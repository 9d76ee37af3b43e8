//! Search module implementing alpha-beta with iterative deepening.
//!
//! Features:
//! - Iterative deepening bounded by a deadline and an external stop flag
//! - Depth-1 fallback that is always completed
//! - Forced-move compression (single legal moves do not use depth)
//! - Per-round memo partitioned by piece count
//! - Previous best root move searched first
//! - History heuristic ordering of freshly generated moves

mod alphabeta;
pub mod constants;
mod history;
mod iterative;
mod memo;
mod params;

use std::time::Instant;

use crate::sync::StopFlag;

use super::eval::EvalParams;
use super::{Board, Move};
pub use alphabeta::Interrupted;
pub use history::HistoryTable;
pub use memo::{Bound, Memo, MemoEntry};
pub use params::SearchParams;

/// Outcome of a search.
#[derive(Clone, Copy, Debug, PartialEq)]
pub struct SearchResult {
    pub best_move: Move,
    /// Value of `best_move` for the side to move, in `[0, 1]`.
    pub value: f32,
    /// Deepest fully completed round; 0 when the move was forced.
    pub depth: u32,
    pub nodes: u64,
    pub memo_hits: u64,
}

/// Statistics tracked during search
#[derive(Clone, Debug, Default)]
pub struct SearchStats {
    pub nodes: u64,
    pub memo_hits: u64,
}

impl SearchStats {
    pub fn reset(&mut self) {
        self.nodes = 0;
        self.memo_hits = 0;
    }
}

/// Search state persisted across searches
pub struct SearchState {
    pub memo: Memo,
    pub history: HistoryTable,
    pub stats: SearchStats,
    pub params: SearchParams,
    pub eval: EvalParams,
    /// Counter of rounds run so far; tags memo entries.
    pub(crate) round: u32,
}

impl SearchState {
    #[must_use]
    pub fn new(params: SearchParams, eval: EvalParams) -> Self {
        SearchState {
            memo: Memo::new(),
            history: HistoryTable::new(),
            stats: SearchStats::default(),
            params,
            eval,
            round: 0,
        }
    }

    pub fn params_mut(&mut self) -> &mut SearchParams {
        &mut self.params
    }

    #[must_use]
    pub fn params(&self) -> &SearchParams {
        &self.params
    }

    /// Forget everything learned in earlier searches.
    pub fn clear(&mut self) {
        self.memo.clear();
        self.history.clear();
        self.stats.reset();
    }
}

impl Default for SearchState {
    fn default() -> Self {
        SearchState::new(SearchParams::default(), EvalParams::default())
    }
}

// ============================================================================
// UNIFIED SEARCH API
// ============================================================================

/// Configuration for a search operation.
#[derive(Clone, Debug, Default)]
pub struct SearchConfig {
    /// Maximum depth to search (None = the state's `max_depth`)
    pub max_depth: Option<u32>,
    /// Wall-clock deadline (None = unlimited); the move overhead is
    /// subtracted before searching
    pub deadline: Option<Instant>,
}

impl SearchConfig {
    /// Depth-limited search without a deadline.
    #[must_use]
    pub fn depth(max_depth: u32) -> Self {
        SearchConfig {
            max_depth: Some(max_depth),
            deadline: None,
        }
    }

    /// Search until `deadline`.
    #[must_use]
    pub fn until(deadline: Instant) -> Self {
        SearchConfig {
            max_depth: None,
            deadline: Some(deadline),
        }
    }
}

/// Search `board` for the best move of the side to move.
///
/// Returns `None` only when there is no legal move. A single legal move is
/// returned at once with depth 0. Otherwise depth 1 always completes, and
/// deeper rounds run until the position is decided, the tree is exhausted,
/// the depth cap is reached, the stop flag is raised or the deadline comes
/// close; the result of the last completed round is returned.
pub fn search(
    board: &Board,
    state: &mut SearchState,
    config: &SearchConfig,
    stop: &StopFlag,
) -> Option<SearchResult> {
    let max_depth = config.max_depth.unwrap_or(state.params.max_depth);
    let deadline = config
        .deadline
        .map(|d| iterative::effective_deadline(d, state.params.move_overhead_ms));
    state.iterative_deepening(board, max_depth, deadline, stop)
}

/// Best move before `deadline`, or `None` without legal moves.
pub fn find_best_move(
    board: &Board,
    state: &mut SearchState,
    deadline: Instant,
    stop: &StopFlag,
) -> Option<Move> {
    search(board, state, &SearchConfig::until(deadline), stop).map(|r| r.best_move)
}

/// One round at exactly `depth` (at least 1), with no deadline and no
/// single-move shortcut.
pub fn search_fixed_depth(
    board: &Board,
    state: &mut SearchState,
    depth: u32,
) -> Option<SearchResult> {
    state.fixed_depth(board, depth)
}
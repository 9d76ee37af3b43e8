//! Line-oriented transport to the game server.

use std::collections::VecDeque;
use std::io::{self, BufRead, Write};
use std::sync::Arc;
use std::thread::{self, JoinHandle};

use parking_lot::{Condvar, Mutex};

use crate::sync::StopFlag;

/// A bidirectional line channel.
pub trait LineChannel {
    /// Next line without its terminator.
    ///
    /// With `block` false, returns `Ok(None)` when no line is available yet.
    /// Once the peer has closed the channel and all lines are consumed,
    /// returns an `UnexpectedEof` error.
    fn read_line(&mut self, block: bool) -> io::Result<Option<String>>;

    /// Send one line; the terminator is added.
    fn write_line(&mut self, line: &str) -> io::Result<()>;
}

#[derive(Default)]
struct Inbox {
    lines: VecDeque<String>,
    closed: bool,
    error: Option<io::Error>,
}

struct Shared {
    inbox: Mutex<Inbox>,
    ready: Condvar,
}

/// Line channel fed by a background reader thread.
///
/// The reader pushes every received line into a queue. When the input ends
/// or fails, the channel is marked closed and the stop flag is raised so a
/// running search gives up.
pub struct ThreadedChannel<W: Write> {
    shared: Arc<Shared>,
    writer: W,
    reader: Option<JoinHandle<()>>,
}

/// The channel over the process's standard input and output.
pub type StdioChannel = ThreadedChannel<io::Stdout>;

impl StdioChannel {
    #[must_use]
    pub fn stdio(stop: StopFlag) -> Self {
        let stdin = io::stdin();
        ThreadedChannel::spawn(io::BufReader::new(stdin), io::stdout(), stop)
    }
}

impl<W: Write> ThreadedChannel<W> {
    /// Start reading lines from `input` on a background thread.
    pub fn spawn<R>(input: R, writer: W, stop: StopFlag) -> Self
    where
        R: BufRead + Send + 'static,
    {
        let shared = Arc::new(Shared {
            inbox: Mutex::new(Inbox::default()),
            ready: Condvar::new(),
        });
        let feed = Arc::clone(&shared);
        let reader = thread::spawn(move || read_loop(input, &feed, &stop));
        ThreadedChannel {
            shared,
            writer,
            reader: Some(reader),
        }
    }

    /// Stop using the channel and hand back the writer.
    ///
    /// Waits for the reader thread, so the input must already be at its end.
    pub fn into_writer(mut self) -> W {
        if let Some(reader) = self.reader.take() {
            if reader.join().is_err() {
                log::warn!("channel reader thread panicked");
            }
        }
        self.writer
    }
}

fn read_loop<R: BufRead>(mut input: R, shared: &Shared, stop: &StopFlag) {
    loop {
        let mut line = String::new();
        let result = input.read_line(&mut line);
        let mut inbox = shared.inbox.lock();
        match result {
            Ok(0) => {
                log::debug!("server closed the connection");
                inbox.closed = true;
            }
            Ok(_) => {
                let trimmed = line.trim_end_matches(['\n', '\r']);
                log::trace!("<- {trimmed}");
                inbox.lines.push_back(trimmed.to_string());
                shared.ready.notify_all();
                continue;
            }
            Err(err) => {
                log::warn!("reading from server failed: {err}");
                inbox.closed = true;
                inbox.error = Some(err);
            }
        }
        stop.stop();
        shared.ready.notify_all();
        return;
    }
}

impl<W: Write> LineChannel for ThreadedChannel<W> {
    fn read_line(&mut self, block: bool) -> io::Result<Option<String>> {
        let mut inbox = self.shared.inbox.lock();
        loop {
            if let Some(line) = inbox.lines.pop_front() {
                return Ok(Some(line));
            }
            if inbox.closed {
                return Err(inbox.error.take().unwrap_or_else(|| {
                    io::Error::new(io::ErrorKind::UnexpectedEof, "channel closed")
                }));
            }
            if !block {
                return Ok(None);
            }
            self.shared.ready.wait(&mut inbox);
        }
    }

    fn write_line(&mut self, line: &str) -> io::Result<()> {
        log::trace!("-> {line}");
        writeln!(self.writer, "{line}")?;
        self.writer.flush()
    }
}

- _YOUR TASK_
Filter the entries above down to the lines that contain the word "searches".

- _EXERCISE ANSWER_
/// Search state persisted across searches
    /// Forget everything learned in earlier searches.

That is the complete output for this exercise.